Single moms work harder than any other mom we know. And we say that having been those other kind of stay-at-home mamas that never stopped working. So's, no offense to the other ladies, but we can confirm that life on this side of the fence is bizzzayyyy. Still, every now and then, a sweet moment arises when the kids are whisked away and you find yourself sitting in a quiet house. Sure, there's piles of laundry to catch up on, and a million and two appointments to be made (the oil in your car only needs to be swapped every four years, right?), but we suggest you put those sundries aside for another day and do something on your bucket list. Don't have a bucket list? No worries, you can steal something from ours. Or, more specifically, from Dawn Lee McKenna's list that she writ for us. Because you deserve this ish. Like everyday always. <3 Gwen & Lark
THE SINGLE MOM BUCKET LIST
The kids went to sleepaway camp, or just a sleepover or heck, just a movie. What do you do with yourself? Alone time is such a rare occurrence for a single Mom that you might waste half of it just trying to decide what to do. So, here’s 20 ideas, for when you have a day or just an hour, alone.
1. Get some Mom food.
You know that stuff the kids can’t stand, so you don’t buy it? Go get it. The dim sum, the Ovaltine, whatever. Go get a bunch of food you usually skip because you’re the only one that would eat it, cause right now, you’re the only one that has to.
2. Have an uninterrupted phone conversation.
Kids are electromagnetically drawn to you the moment your phone rings, and everything they suddenly need to say to you is urgent. So while they’re gone, call everybody you’ve wanted to have a conversation with in the last year.
3. Hit that to-be-read pile.
Normally, you’re ecstatic if you have a chance to read food labels. Now you can actually read a book. So grab your Kindle or your library card and knock yourself out. Not a book person? Go get a stack of magazines, and read them in bed instead of in the bathroom, just to get crazy with the whole thing.
4. Girls’ night out.
They exist. Girls have them. We’ve seen it in the magazines we read in the bathroom.
5. Girls’ night in.
You’ve got the house to yourself overnight or all day? Invite some friends over for chick movies, a dinner for which no one needs a sippy cup, or a manic mani-pedi session.
6. Go on a date.
7. Shop without having to say “no” 712 times.

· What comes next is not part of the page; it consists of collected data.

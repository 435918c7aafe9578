//! Application configuration loaded from environment variables.
//!
//! The bot credential is required; the text-generation credential is
//! optional and disables content regeneration when absent.

use crate::time_utils::{parse_clock_time, parse_utc_offset};
use chrono::{FixedOffset, NaiveTime, Offset, Utc};
use std::env;

/// Default Bot API endpoint.
pub const DEFAULT_BOT_API_URL: &str = "https://api.telegram.org";

/// Default OpenAI-compatible endpoint for content generation.
pub const DEFAULT_GENERATOR_BASE_URL: &str = "https://api.openai.com/v1";

/// Default model for content generation.
pub const DEFAULT_GENERATOR_MODEL: &str = "gpt-4o-mini";

/// Default trailing window for the statistics report.
pub const DEFAULT_STATS_WINDOW_DAYS: u32 = 14;

/// Largest accepted statistics window.
pub const MAX_STATS_WINDOW_DAYS: u32 = 366;

/// Wall-clock times at which the daily reminders fire.
#[derive(Debug, Clone, Copy, PartialEq, Eq)]
pub struct ReminderTimes {
    pub breakfast: NaiveTime,
    pub lunch: NaiveTime,
    pub dinner: NaiveTime,
    pub workout: NaiveTime,
    pub nutrition_log: NaiveTime,
}

impl Default for ReminderTimes {
    fn default() -> Self {
        Self {
            breakfast: hm(8, 0),
            lunch: hm(13, 0),
            dinner: hm(19, 0),
            workout: hm(18, 0),
            nutrition_log: hm(21, 30),
        }
    }
}

fn hm(hour: u32, minute: u32) -> NaiveTime {
    NaiveTime::from_hms_opt(hour, minute, 0).unwrap_or(NaiveTime::MIN)
}

/// Application configuration, loaded once at startup.
#[derive(Debug, Clone)]
pub struct Config {
    // --- Bot transport ---
    /// Bot API credential (required)
    pub bot_token: String,
    /// Base URL of the Bot API
    pub bot_api_url: String,
    /// Secret path segment for the inbound event webhook
    pub webhook_secret: String,
    /// Server port
    pub port: u16,

    // --- Text generation ---
    /// API key for the text generation service (optional)
    pub generator_api_key: Option<String>,
    /// OpenAI-compatible base URL
    pub generator_base_url: String,
    /// Model name
    pub generator_model: String,

    // --- Schedule ---
    /// Fixed local offset used for "today" and reminder times
    pub utc_offset: FixedOffset,
    pub reminders: ReminderTimes,
    /// Days covered by the statistics report (ending today)
    pub stats_window_days: u32,
}

impl Config {
    /// Load configuration from environment variables.
    ///
    /// A `.env` file is read first when present.
    pub fn from_env() -> Result<Self, ConfigError> {
        dotenvy::dotenv().ok();

        let utc_offset = match env::var("TZ_OFFSET") {
            Ok(raw) => parse_utc_offset(&raw).ok_or(ConfigError::Invalid("TZ_OFFSET", raw))?,
            Err(_) => default_offset(),
        };

        let stats_window_days = match env::var("STATS_WINDOW_DAYS") {
            Ok(raw) => raw
                .trim()
                .parse::<u32>()
                .ok()
                .filter(|days| (1..=MAX_STATS_WINDOW_DAYS).contains(days))
                .ok_or(ConfigError::Invalid("STATS_WINDOW_DAYS", raw))?,
            Err(_) => DEFAULT_STATS_WINDOW_DAYS,
        };

        let defaults = ReminderTimes::default();
        let reminders = ReminderTimes {
            breakfast: reminder_time("REMINDER_BREAKFAST", defaults.breakfast)?,
            lunch: reminder_time("REMINDER_LUNCH", defaults.lunch)?,
            dinner: reminder_time("REMINDER_DINNER", defaults.dinner)?,
            workout: reminder_time("REMINDER_WORKOUT", defaults.workout)?,
            nutrition_log: reminder_time("REMINDER_NUTRITION", defaults.nutrition_log)?,
        };

        Ok(Self {
            bot_token: env::var("BOT_TOKEN")
                .map(|v| v.trim().to_string())
                .ok()
                .filter(|v| !v.is_empty())
                .ok_or(ConfigError::Missing("BOT_TOKEN"))?,
            bot_api_url: env::var("BOT_API_URL")
                .unwrap_or_else(|_| DEFAULT_BOT_API_URL.to_string()),
            webhook_secret: env::var("WEBHOOK_SECRET")
                .map(|v| v.trim().to_string())
                .ok()
                .filter(|v| !v.is_empty())
                .ok_or(ConfigError::Missing("WEBHOOK_SECRET"))?,
            port: env::var("PORT")
                .unwrap_or_else(|_| "8080".to_string())
                .parse()
                .unwrap_or(8080),

            generator_api_key: env::var("GENERATOR_API_KEY")
                .ok()
                .map(|v| v.trim().to_string())
                .filter(|v| !v.is_empty()),
            generator_base_url: env::var("GENERATOR_BASE_URL")
                .unwrap_or_else(|_| DEFAULT_GENERATOR_BASE_URL.to_string()),
            generator_model: env::var("GENERATOR_MODEL")
                .unwrap_or_else(|_| DEFAULT_GENERATOR_MODEL.to_string()),

            utc_offset,
            reminders,
            stats_window_days,
        })
    }

    /// Config for tests, with no generator credential.
    pub fn test_default() -> Self {
        Self {
            bot_token: "test_bot_token".to_string(),
            bot_api_url: "http://localhost:8081".to_string(),
            webhook_secret: "test_webhook_secret".to_string(),
            port: 8080,
            generator_api_key: None,
            generator_base_url: "http://localhost:11434/v1".to_string(),
            generator_model: DEFAULT_GENERATOR_MODEL.to_string(),
            utc_offset: default_offset(),
            reminders: ReminderTimes::default(),
            stats_window_days: DEFAULT_STATS_WINDOW_DAYS,
        }
    }
}

/// Kyiv standard time.
fn default_offset() -> FixedOffset {
    FixedOffset::east_opt(2 * 3600).unwrap_or_else(|| Utc.fix())
}

fn reminder_time(var: &'static str, default: NaiveTime) -> Result<NaiveTime, ConfigError> {
    match env::var(var) {
        Ok(raw) => parse_clock_time(&raw).ok_or(ConfigError::Invalid(var, raw)),
        Err(_) => Ok(default),
    }
}

/// Configuration errors
#[derive(Debug, thiserror::Error)]
pub enum ConfigError {
    #[error("Missing required environment variable: {0}")]
    Missing(&'static str),

    #[error("Invalid value for {0}: {1:?}")]
    Invalid(&'static str, String),
}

The women’s section. The makeup section. The “I can take as long as I need to decide” section.
8. Shave both legs on the same day.
No one’s going to shave their head, put jawbreakers in the blender or get their nose stuck under the door while you’re in there, so go whole hog.
9. Go to bed at 7pm.
You know all those nights when you’ve had to drink a Red Bull just to make it to the bedtime story? That’s not tonight. Go to bed before dark.
10. Sleep in.
Like, all the way in. Wake up at lunch. Think about lunch, then roll over and go back to sleep.
11. Go to that place.
You know the place. The one you wouldn’t take your kids to if someone held a gun to your head. The art gallery, the museum, the gynecologist.

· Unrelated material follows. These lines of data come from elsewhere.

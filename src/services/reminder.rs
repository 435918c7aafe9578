// SPDX-License-Identifier: MIT
// Copyright 2026 Roland Dreier <roland@rolandd.dev>

//! Daily reminder scheduling and broadcast.
//!
//! Each reminder runs in its own task that sleeps until the next wall-clock
//! fire time in the configured offset. A fire missed while the process was
//! down is not replayed. Broadcasts fan out to all subscribers with bounded
//! concurrency; one failed send never stops the others.

use crate::config::ReminderTimes;
use crate::db::RecordStore;
use crate::error::Result;
use crate::models::{resolve_workout_day, Button, DayPlan, Reply, UserId};
use crate::services::content::{ContentCatalog, MealSlot};
use crate::services::messenger::MessageSender;
use crate::time_utils::next_fire;
use chrono::{FixedOffset, NaiveDate, NaiveTime, Utc};
use futures_util::{stream, StreamExt};
use std::sync::Arc;
use tokio::task::JoinHandle;

const MAX_CONCURRENT_SENDS: usize = 20;

/// Kinds of daily reminder.
#[derive(Debug, Clone, Copy, PartialEq, Eq)]
pub enum ReminderKind {
    Breakfast,
    Lunch,
    Dinner,
    Workout,
    NutritionLog,
}

impl ReminderKind {
    pub const ALL: [ReminderKind; 5] = [
        ReminderKind::Breakfast,
        ReminderKind::Lunch,
        ReminderKind::Dinner,
        ReminderKind::Workout,
        ReminderKind::NutritionLog,
    ];

    pub fn as_str(&self) -> &'static str {
        match self {
            ReminderKind::Breakfast => "breakfast",
            ReminderKind::Lunch => "lunch",
            ReminderKind::Dinner => "dinner",
            ReminderKind::Workout => "workout",
            ReminderKind::NutritionLog => "nutrition_log",
        }
    }

    pub fn time(&self, times: &ReminderTimes) -> NaiveTime {
        match self {
            ReminderKind::Breakfast => times.breakfast,
            ReminderKind::Lunch => times.lunch,
            ReminderKind::Dinner => times.dinner,
            ReminderKind::Workout => times.workout,
            ReminderKind::NutritionLog => times.nutrition_log,
        }
    }
}

/// Outcome of sending one message to every subscriber.
#[derive(Debug, Clone, Default)]
pub struct BroadcastResult {
    pub sent: u32,
    pub failed: u32,
    pub failed_users: Vec<UserId>,
}

impl BroadcastResult {
    pub fn is_complete_success(&self) -> bool {
        self.failed == 0
    }

    pub fn is_partial_failure(&self) -> bool {
        self.sent > 0 && self.failed > 0
    }
}

/// Builds reminder content and delivers it to subscribers.
#[derive(Clone)]
pub struct ReminderService {
    records: RecordStore,
    content: Arc<ContentCatalog>,
    sender: Arc<dyn MessageSender>,
    offset: FixedOffset,
}

impl ReminderService {
    pub fn new(
        records: RecordStore,
        content: Arc<ContentCatalog>,
        sender: Arc<dyn MessageSender>,
        offset: FixedOffset,
    ) -> Self {
        Self {
            records,
            content,
            sender,
            offset,
        }
    }

    /// Message for a reminder on a given local date.
    pub async fn message(&self, kind: ReminderKind, date: NaiveDate) -> Reply {
        match kind {
            ReminderKind::Breakfast => self.meal_message(MealSlot::Breakfast, "🥣 Breakfast time!").await,
            ReminderKind::Lunch => self.meal_message(MealSlot::Lunch, "🍲 Lunch time!").await,
            ReminderKind::Dinner => self.meal_message(MealSlot::Dinner, "🍝 Dinner time!").await,
            ReminderKind::Workout => {
                let text = match resolve_workout_day(date) {
                    DayPlan::Workout(id) => match self.content.workout_day(id).await {
                        Some(day) => {
                            let rows: Vec<String> = day
                                .exercises
                                .iter()
                                .enumerate()
                                .map(|(i, e)| format!("{}. {} — {}", i + 1, e.name, e.target))
                                .collect();
                            format!("🏋️ Workout today: {}\n\n{}", day.title, rows.join("\n"))
                        }
                        None => "🏋️ Workout today!".to_string(),
                    },
                    DayPlan::Rest => {
                        let items: Vec<String> = self
                            .content
                            .rest_checklist()
                            .await
                            .iter()
                            .map(|item| format!("• {}", item))
                            .collect();
                        format!("🧘 Rest day. Today's checklist:\n\n{}", items.join("\n"))
                    }
                };
                Reply::with_keyboard(
                    text,
                    vec![vec![Button::new("✅ Open checklist", "workout_today")]],
                )
            }
            ReminderKind::NutritionLog => Reply::with_keyboard(
                "📝 Time to log today's nutrition: meals, protein and activity. \
                 Then close the day.",
                vec![
                    vec![Button::new("🍽 Nutrition", "nutrition")],
                    vec![Button::new("✅ Close day", "close_day")],
                ],
            ),
        }
    }

    async fn meal_message(&self, slot: MealSlot, heading: &str) -> Reply {
        let menu = self.content.menu(slot).await;
        Reply::with_keyboard(
            format!("{}\n\n{}", heading, menu),
            vec![
                vec![Button::new("➕ Log meal", "meal_add")],
                vec![Button::new("🔄 New menu", format!("regen:{}", slot.as_str()))],
            ],
        )
    }

    /// Send `reply` to every subscriber.
    pub async fn broadcast(&self, reply: &Reply) -> Result<BroadcastResult> {
        let users = self.records.subscribers().await?;
        let count = users.len();

        let outcomes: Vec<(UserId, bool)> = stream::iter(users)
            .map(|user| async move {
                match self.sender.send(user, reply).await {
                    Ok(()) => (user, true),
                    Err(e) => {
                        tracing::warn!(user_id = %user, error = %e, "Reminder send failed");
                        (user, false)
                    }
                }
            })
            .buffer_unordered(MAX_CONCURRENT_SENDS)
            .collect()
            .await;

        let mut result = BroadcastResult::default();
        for (user, ok) in outcomes {
            if ok {
                result.sent += 1;
            } else {
                result.failed += 1;
                result.failed_users.push(user);
            }
        }
        result.failed_users.sort();

        tracing::info!(
            requested = count,
            sent = result.sent,
            failed = result.failed,
            "Broadcast finished"
        );
        Ok(result)
    }

    /// Build and broadcast one reminder.
    pub async fn fire(&self, kind: ReminderKind, date: NaiveDate) -> Result<BroadcastResult> {
        tracing::info!(reminder = kind.as_str(), %date, "Firing reminder");
        let reply = self.message(kind, date).await;
        self.broadcast(&reply).await
    }

    /// Spawn one scheduling loop per reminder kind.
    pub fn spawn_all(self: Arc<Self>, times: ReminderTimes) -> Vec<JoinHandle<()>> {
        ReminderKind::ALL
            .iter()
            .map(|kind| {
                let service = Arc::clone(&self);
                let kind = *kind;
                let at = kind.time(&times);
                tokio::spawn(async move { service.run(kind, at).await })
            })
            .collect()
    }

    async fn run(&self, kind: ReminderKind, at: NaiveTime) {
        loop {
            let now = Utc::now();
            let fire_at = next_fire(now, at, self.offset);
            tracing::debug!(reminder = kind.as_str(), fire_at = %fire_at, "Next reminder scheduled");

            let wait = (fire_at - now).to_std().unwrap_or_default();
            tokio::time::sleep(wait).await;

            let date = fire_at.with_timezone(&self.offset).date_naive();
            if let Err(e) = self.fire(kind, date).await {
                tracing::error!(reminder = kind.as_str(), error = %e, "Reminder broadcast failed");
            }
        }
    }
}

12. Work on your single site profile.
Since no one is interrupting you, maybe you won’t be so afraid that you’ll check the wrong boxes. The really wrong boxes. If you have teenagers, you won’t be so afraid they’ll make fun of you if they catch you.
13. Binge-watch Netflix.
Or use every single one of those free Redbox codes, tonight. Revel in the fact that no one is going to hear the things you’re saying to Josh Lucas.
14. Tweeze your eyebrows.
You know, more than three of them.
15. Vent about the kids.
Now is when you can call your sister and rant that if your son sleeps in his Halloween costume one more night, you’re going to have to start drinking. Or that the teenager’s new pink hair makes you want to throw yourself out of a tree. No one’s going to eavesdrop and get their feelings hurt.
16. Go to a restaurant that doesn’t have a drive-thru.
Some place with tables and grown-ups and real food.
17. Color your hair.
That last time really sucked, when Jeremy his head stuck in the banister and you forgot to check the timer, and by the time you rinsed the color out, the seven hairs you had left on your head were all yellow. Yeah, that time sucked, but this time will be different.
In the living room. To 80s music. No one’s looking.
19. Go to the beach. Or the pool.
You’ll actually be able to swim. Or sleep. Or read. No one is running/pretending to drown/getting their hair too close to the intake/yelling “Shark!”
20. Do nothing. Noth-ing. Not one thing. At all.
You don’t get much time to yourself, so make sure you keep this list handy for that time in the future (or in a parallel universe) when you do. Then pick one and have a blast.
If you have more than an hour, do all of them.